//! Configuration settings structures

use coverage_types::constants::*;
use coverage_types::models::MAX_COORDINATE_PRECISION;
use coverage_types::{GeoBounds, ProviderConfig, ProviderConfigError};
use serde::{Deserialize, Serialize};
use std::collections::HashSet;
use std::time::Duration;
use thiserror::Error;

/// Main application settings
#[derive(Debug, Serialize, Deserialize, Clone, Default)]
#[serde(default)]
pub struct Settings {
	pub engine: EngineSettings,
	pub cache: CacheSettings,
	pub health: HealthSettings,
	pub metrics: MetricsSettings,
	pub alerts: AlertSettings,
	pub logging: LoggingSettings,
	/// Providers in registration order
	pub providers: Vec<ProviderConfig>,
}

/// Dispatch behaviour
#[derive(Debug, Serialize, Deserialize, Clone)]
#[serde(default)]
pub struct EngineSettings {
	/// Bound on one provider invocation, rate-limit wait included
	pub provider_timeout_ms: u64,
	/// Minimum interval between requests to the same provider
	pub rate_limit_interval_ms: u64,
	/// Decimal places kept when keying caches on coordinates
	pub coordinate_precision: u32,
	/// Service area; queries outside it are rejected
	pub bounds: GeoBounds,
}

impl Default for EngineSettings {
	fn default() -> Self {
		Self {
			provider_timeout_ms: DEFAULT_PROVIDER_TIMEOUT_MS,
			rate_limit_interval_ms: DEFAULT_RATE_LIMIT_INTERVAL_MS,
			coordinate_precision: DEFAULT_COORDINATE_PRECISION,
			bounds: GeoBounds::south_africa(),
		}
	}
}

impl EngineSettings {
	pub fn provider_timeout(&self) -> Duration {
		Duration::from_millis(self.provider_timeout_ms)
	}

	pub fn rate_limit_interval(&self) -> Duration {
		Duration::from_millis(self.rate_limit_interval_ms)
	}
}

/// Cache tier TTLs
#[derive(Debug, Serialize, Deserialize, Clone)]
#[serde(default)]
pub struct CacheSettings {
	pub provider_ttl_secs: u64,
	pub aggregate_ttl_secs: u64,
	/// Period of the background expiry sweep
	pub cleanup_interval_secs: u64,
}

impl Default for CacheSettings {
	fn default() -> Self {
		Self {
			provider_ttl_secs: DEFAULT_PROVIDER_CACHE_TTL_SECS,
			aggregate_ttl_secs: DEFAULT_AGGREGATE_CACHE_TTL_SECS,
			cleanup_interval_secs: DEFAULT_CLEANUP_INTERVAL_SECS,
		}
	}
}

impl CacheSettings {
	pub fn provider_ttl(&self) -> Duration {
		Duration::from_secs(self.provider_ttl_secs)
	}

	pub fn aggregate_ttl(&self) -> Duration {
		Duration::from_secs(self.aggregate_ttl_secs)
	}

	pub fn cleanup_interval(&self) -> Duration {
		Duration::from_secs(self.cleanup_interval_secs)
	}
}

/// Health classification thresholds
#[derive(Debug, Serialize, Deserialize, Clone)]
#[serde(default)]
pub struct HealthSettings {
	/// Rolling window length
	pub window_secs: u64,
	/// Success rate below which a provider is degraded
	pub degraded_success_rate: f64,
	/// Success rate below which a provider is unhealthy
	pub unhealthy_success_rate: f64,
	/// Consecutive failures above which a provider is degraded
	pub degraded_consecutive_failures: u32,
	/// Consecutive failures above which a provider is unhealthy
	pub unhealthy_consecutive_failures: u32,
	/// Samples needed in the window before rate thresholds apply
	pub min_requests_for_rate_check: u64,
}

impl Default for HealthSettings {
	fn default() -> Self {
		Self {
			window_secs: DEFAULT_HEALTH_WINDOW_SECS,
			degraded_success_rate: DEFAULT_DEGRADED_SUCCESS_RATE,
			unhealthy_success_rate: DEFAULT_UNHEALTHY_SUCCESS_RATE,
			degraded_consecutive_failures: DEFAULT_DEGRADED_CONSECUTIVE_FAILURES,
			unhealthy_consecutive_failures: DEFAULT_UNHEALTHY_CONSECUTIVE_FAILURES,
			min_requests_for_rate_check: DEFAULT_MIN_REQUESTS_FOR_RATE_CHECK,
		}
	}
}

impl HealthSettings {
	pub fn window(&self) -> Duration {
		Duration::from_secs(self.window_secs)
	}
}

/// Metrics history bounds
#[derive(Debug, Serialize, Deserialize, Clone)]
#[serde(default)]
pub struct MetricsSettings {
	/// Samples kept per history before the oldest are dropped
	pub max_history: usize,
	/// Samples older than this are rolled off by maintenance
	pub retention_secs: u64,
}

impl Default for MetricsSettings {
	fn default() -> Self {
		Self {
			max_history: DEFAULT_METRICS_MAX_HISTORY,
			retention_secs: DEFAULT_METRICS_RETENTION_SECS,
		}
	}
}

impl MetricsSettings {
	pub fn retention(&self) -> Duration {
		Duration::from_secs(self.retention_secs)
	}
}

/// Alert thresholds evaluated after every adapter invocation
#[derive(Debug, Serialize, Deserialize, Clone)]
#[serde(default)]
pub struct AlertSettings {
	pub enabled: bool,
	/// Latency above which a single invocation raises an alert
	pub max_response_time_ms: u64,
	/// Recent success rate below which an alert is raised (0.0 to 1.0)
	pub min_success_rate: f64,
	/// Recent error rate above which an alert is raised (0.0 to 1.0)
	pub max_error_rate: f64,
	/// Failure streak at which an alert is raised
	pub consecutive_failures: u32,
	/// Most recent invocations the rates are computed over
	pub recent_requests: usize,
	/// Invocations needed before the rate checks apply
	pub min_requests: usize,
	/// Quiet period per provider after an alert
	pub cooldown_secs: u64,
	/// Alerts kept per provider
	pub history: usize,
}

impl Default for AlertSettings {
	fn default() -> Self {
		Self {
			enabled: true,
			max_response_time_ms: DEFAULT_ALERT_MAX_RESPONSE_TIME_MS,
			min_success_rate: DEFAULT_ALERT_MIN_SUCCESS_RATE,
			max_error_rate: DEFAULT_ALERT_MAX_ERROR_RATE,
			consecutive_failures: DEFAULT_ALERT_CONSECUTIVE_FAILURES,
			recent_requests: DEFAULT_ALERT_RECENT_REQUESTS,
			min_requests: DEFAULT_ALERT_MIN_REQUESTS,
			cooldown_secs: DEFAULT_ALERT_COOLDOWN_SECS,
			history: DEFAULT_ALERT_HISTORY,
		}
	}
}

impl AlertSettings {
	pub fn cooldown(&self) -> Duration {
		Duration::from_secs(self.cooldown_secs)
	}
}

/// Logging configuration
#[derive(Debug, Serialize, Deserialize, Clone)]
#[serde(default)]
pub struct LoggingSettings {
	pub level: String,
	pub format: LogFormat,
	pub structured: bool,
}

impl Default for LoggingSettings {
	fn default() -> Self {
		Self {
			level: "info".to_string(),
			format: LogFormat::Pretty,
			structured: false,
		}
	}
}

/// Log format options
#[derive(Debug, Serialize, Deserialize, Clone, Copy, PartialEq, Eq)]
#[serde(rename_all = "lowercase")]
pub enum LogFormat {
	Json,
	Pretty,
	Compact,
}

/// Configuration validation errors
#[derive(Error, Debug, Clone, PartialEq)]
pub enum ConfigValidationError {
	#[error("Provider '{name}' is defined more than once")]
	DuplicateProvider { name: String },

	#[error(transparent)]
	Provider(#[from] ProviderConfigError),

	#[error("Invalid {field}: {value}ms (must be 100-60000ms)")]
	InvalidTimeout { field: &'static str, value: u64 },

	#[error("{field} is {value}, above the maximum of {max}")]
	TooLarge {
		field: &'static str,
		value: u64,
		max: u64,
	},

	#[error("{field} must be greater than zero")]
	ZeroValue { field: &'static str },

	#[error("Invalid {field}: {value} (must be between 0.0 and 1.0)")]
	InvalidRate { field: &'static str, value: f64 },

	#[error("Unhealthy threshold ({unhealthy}) must not be stricter than degraded threshold ({degraded}) for {field}")]
	ThresholdOrder {
		field: &'static str,
		degraded: f64,
		unhealthy: f64,
	},

	#[error("Service area '{name}' has inverted or non-finite bounds")]
	InvalidBounds { name: String },

	#[error("Coordinate precision {precision} exceeds the maximum of 6")]
	InvalidPrecision { precision: u32 },
}

impl Settings {
	/// Enabled providers in registration order
	pub fn enabled_providers(&self) -> impl Iterator<Item = &ProviderConfig> {
		self.providers.iter().filter(|provider| provider.enabled)
	}

	/// Check every section, returning the first problem found
	pub fn validate(&self) -> Result<(), ConfigValidationError> {
		let engine = &self.engine;
		if !(MIN_PROVIDER_TIMEOUT_MS..=MAX_PROVIDER_TIMEOUT_MS).contains(&engine.provider_timeout_ms)
		{
			return Err(ConfigValidationError::InvalidTimeout {
				field: "engine.provider_timeout_ms",
				value: engine.provider_timeout_ms,
			});
		}
		if engine.coordinate_precision > MAX_COORDINATE_PRECISION {
			return Err(ConfigValidationError::InvalidPrecision {
				precision: engine.coordinate_precision,
			});
		}
		if engine.rate_limit_interval_ms > MAX_RATE_LIMIT_INTERVAL_MS {
			return Err(ConfigValidationError::TooLarge {
				field: "engine.rate_limit_interval_ms",
				value: engine.rate_limit_interval_ms,
				max: MAX_RATE_LIMIT_INTERVAL_MS,
			});
		}
		if !engine.bounds.is_well_formed() {
			return Err(ConfigValidationError::InvalidBounds {
				name: engine.bounds.name.clone(),
			});
		}

		for (field, value) in [
			("cache.provider_ttl_secs", self.cache.provider_ttl_secs),
			("cache.aggregate_ttl_secs", self.cache.aggregate_ttl_secs),
			("cache.cleanup_interval_secs", self.cache.cleanup_interval_secs),
			("health.window_secs", self.health.window_secs),
			("metrics.retention_secs", self.metrics.retention_secs),
		] {
			if value == 0 {
				return Err(ConfigValidationError::ZeroValue { field });
			}
			if value > MAX_PERIOD_SECS {
				return Err(ConfigValidationError::TooLarge {
					field,
					value,
					max: MAX_PERIOD_SECS,
				});
			}
		}
		if self.metrics.max_history == 0 {
			return Err(ConfigValidationError::ZeroValue {
				field: "metrics.max_history",
			});
		}

		self.validate_health()?;
		self.validate_alerts()?;

		let mut seen = HashSet::new();
		for provider in &self.providers {
			provider.validate()?;
			if !seen.insert(provider.name.as_str()) {
				return Err(ConfigValidationError::DuplicateProvider {
					name: provider.name.clone(),
				});
			}
		}

		Ok(())
	}

	fn validate_alerts(&self) -> Result<(), ConfigValidationError> {
		let alerts = &self.alerts;
		for (field, value) in [
			("alerts.min_success_rate", alerts.min_success_rate),
			("alerts.max_error_rate", alerts.max_error_rate),
		] {
			if !(0.0..=1.0).contains(&value) {
				return Err(ConfigValidationError::InvalidRate { field, value });
			}
		}
		for (field, value) in [
			("alerts.recent_requests", alerts.recent_requests),
			("alerts.history", alerts.history),
		] {
			if value == 0 {
				return Err(ConfigValidationError::ZeroValue { field });
			}
		}
		if alerts.cooldown_secs > MAX_PERIOD_SECS {
			return Err(ConfigValidationError::TooLarge {
				field: "alerts.cooldown_secs",
				value: alerts.cooldown_secs,
				max: MAX_PERIOD_SECS,
			});
		}
		Ok(())
	}

	fn validate_health(&self) -> Result<(), ConfigValidationError> {
		let health = &self.health;
		for (field, value) in [
			("health.degraded_success_rate", health.degraded_success_rate),
			("health.unhealthy_success_rate", health.unhealthy_success_rate),
		] {
			if !(0.0..=1.0).contains(&value) {
				return Err(ConfigValidationError::InvalidRate { field, value });
			}
		}

		if health.unhealthy_success_rate > health.degraded_success_rate {
			return Err(ConfigValidationError::ThresholdOrder {
				field: "success rate",
				degraded: health.degraded_success_rate,
				unhealthy: health.unhealthy_success_rate,
			});
		}
		if health.unhealthy_consecutive_failures < health.degraded_consecutive_failures {
			return Err(ConfigValidationError::ThresholdOrder {
				field: "consecutive failures",
				degraded: health.degraded_consecutive_failures as f64,
				unhealthy: health.unhealthy_consecutive_failures as f64,
			});
		}

		Ok(())
	}
}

What is being asked:
Repeat only the lines starting at the one that contains "if health.unhealthy_consecutive_failures <" and ending at the last line above, exactly as written.

Expected output:
		if health.unhealthy_consecutive_failures < health.degraded_consecutive_failures {
			return Err(ConfigValidationError::ThresholdOrder {
				field: "consecutive failures",
				degraded: health.degraded_consecutive_failures as f64,
				unhealthy: health.unhealthy_consecutive_failures as f64,
			});
		}

		Ok(())
	}
}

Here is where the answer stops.